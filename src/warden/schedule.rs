//! Fixed-time daily schedule
//!
//! Times are wall-clock UTC. The defaults (07:00, 15:00, 23:00) are
//! 16:00, 00:00 and 08:00 in Japan.

use crate::{Result, WardenError};
use chrono::{DateTime, Duration, NaiveTime, Utc};

/// Parse one `HH:MM` time of day
pub fn parse_time(value: &str) -> Result<NaiveTime> {
    NaiveTime::parse_from_str(value.trim(), "%H:%M").map_err(|e| {
        WardenError::Config(format!("Invalid schedule time '{}': {}", value, e))
    })
}

/// The times of day at which a full apply runs
#[derive(Debug, Clone, PartialEq, Eq)]
pub struct DailySchedule {
    /// Sorted, without duplicates
    times: Vec<NaiveTime>,
}

impl DailySchedule {
    pub fn new(mut times: Vec<NaiveTime>) -> Self {
        times.sort();
        times.dedup();
        Self { times }
    }

    /// Parse `HH:MM` strings
    pub fn parse<S: AsRef<str>>(values: &[S]) -> Result<Self> {
        let times = values
            .iter()
            .map(|v| parse_time(v.as_ref()))
            .collect::<Result<Vec<_>>>()?;
        Ok(Self::new(times))
    }

    /// A schedule that never fires
    pub fn disabled() -> Self {
        Self { times: Vec::new() }
    }

    pub fn times(&self) -> &[NaiveTime] {
        &self.times
    }

    pub fn is_empty(&self) -> bool {
        self.times.is_empty()
    }

    /// First scheduled instant strictly after `now`
    pub fn next_after(&self, now: DateTime<Utc>) -> Option<DateTime<Utc>> {
        let today = now.date_naive();
        if let Some(time) = self.times.iter().find(|&&t| today.and_time(t).and_utc() > now) {
            return Some(today.and_time(*time).and_utc());
        }

        let first = self.times.first()?;
        let tomorrow = today.succ_opt()?;
        Some(tomorrow.and_time(*first).and_utc())
    }

    /// Tick following one that fired at `fired`
    ///
    /// Slots already behind `now`, e.g. after the host slept, are skipped
    /// rather than fired back to back.
    pub fn following(&self, fired: DateTime<Utc>, now: DateTime<Utc>) -> Option<DateTime<Utc>> {
        self.next_after(fired.max(now))
    }

    /// Time left until the next tick
    pub fn until_next(&self, now: DateTime<Utc>) -> Option<std::time::Duration> {
        let next = self.next_after(now)?;
        (next - now)
            .max(Duration::zero())
            .to_std()
            .ok()
    }
}

impl Default for DailySchedule {
    fn default() -> Self {
        let times = [(7, 0), (15, 0), (23, 0)]
            .into_iter()
            .filter_map(|(h, m)| NaiveTime::from_hms_opt(h, m, 0))
            .collect();
        Self::new(times)
    }
}

#[cfg(test)]
mod tests {
    use super::*;
    use chrono::TimeZone;

    fn at(h: u32, m: u32, s: u32) -> DateTime<Utc> {
        Utc.with_ymd_and_hms(2026, 3, 14, h, m, s).unwrap()
    }

    #[test]
    fn test_default_times() {
        let schedule = DailySchedule::default();
        let rendered: Vec<String> = schedule
            .times()
            .iter()
            .map(|t| t.format("%H:%M").to_string())
            .collect();
        assert_eq!(rendered, vec!["07:00", "15:00", "23:00"]);
    }

    #[test]
    fn test_next_same_day() {
        let schedule = DailySchedule::default();
        assert_eq!(schedule.next_after(at(10, 30, 0)), Some(at(15, 0, 0)));
        assert_eq!(schedule.next_after(at(0, 0, 0)), Some(at(7, 0, 0)));
    }

    #[test]
    fn test_exact_tick_moves_to_next() {
        let schedule = DailySchedule::default();
        assert_eq!(schedule.next_after(at(15, 0, 0)), Some(at(23, 0, 0)));
    }

    #[test]
    fn test_wraps_to_tomorrow() {
        let schedule = DailySchedule::default();
        let expected = Utc.with_ymd_and_hms(2026, 3, 15, 7, 0, 0).unwrap();
        assert_eq!(schedule.next_after(at(23, 30, 0)), Some(expected));
    }

    #[test]
    fn test_following_skips_missed_slots() {
        let schedule = DailySchedule::default();
        let fired = Utc.with_ymd_and_hms(2026, 3, 12, 7, 0, 0).unwrap();

        assert_eq!(schedule.following(fired, at(10, 30, 0)), Some(at(15, 0, 0)));
        assert_eq!(schedule.following(at(7, 0, 0), at(7, 0, 1)), Some(at(15, 0, 0)));
    }

    #[test]
    fn test_until_next() {
        let schedule = DailySchedule::default();
        assert_eq!(
            schedule.until_next(at(14, 59, 30)),
            Some(std::time::Duration::from_secs(30))
        );
    }

    #[test]
    fn test_parse_sorts_and_dedups() {
        let schedule = DailySchedule::parse(&["23:00", "07:00", "07:00"]).unwrap();
        assert_eq!(schedule.times().len(), 2);
        assert_eq!(schedule.times()[0], NaiveTime::from_hms_opt(7, 0, 0).unwrap());
    }

    #[test]
    fn test_parse_rejects_garbage() {
        assert!(DailySchedule::parse(&["noon"]).is_err());
        assert!(parse_time("24:00").is_err());
    }

    #[test]
    fn test_disabled_never_fires() {
        let schedule = DailySchedule::disabled();
        assert!(schedule.next_after(at(12, 0, 0)).is_none());
        assert!(schedule.until_next(at(12, 0, 0)).is_none());
    }
}
//! Audit rows derived from run summaries
//!
//! The reconciler does not store anything; an audit collaborator turns each
//! [`AuditRecord`] into a row of its own schema.

use super::summary::{RunStatus, RunSummary};
use chrono::{DateTime, Utc};
use serde::{Deserialize, Serialize};

/// One audit row per run
#[derive(Debug, Clone, PartialEq, Eq, Serialize, Deserialize)]
pub struct AuditRecord {
    pub trigger_name: String,
    pub executed_at: DateTime<Utc>,
    /// `SUCCESS` or `WARNING`
    pub status: String,
    /// `Success: N, Errors: M`
    pub details: String,
}

impl AuditRecord {
    pub fn from_summary(summary: &RunSummary) -> Self {
        let status = match summary.status {
            RunStatus::Success => "SUCCESS",
            RunStatus::Warning => "WARNING",
        };

        Self {
            trigger_name: summary.trigger_label.clone(),
            executed_at: summary.completed_at,
            status: status.to_string(),
            details: format!(
                "Success: {}, Errors: {}",
                summary.success_count(),
                summary.error_count()
            ),
        }
    }
}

**Exercise prompt:** If a line in the entries contains "that", copy it.

**Finished task:**
    /// A schedule that never fires
    /// Tick following one that fired at `fired`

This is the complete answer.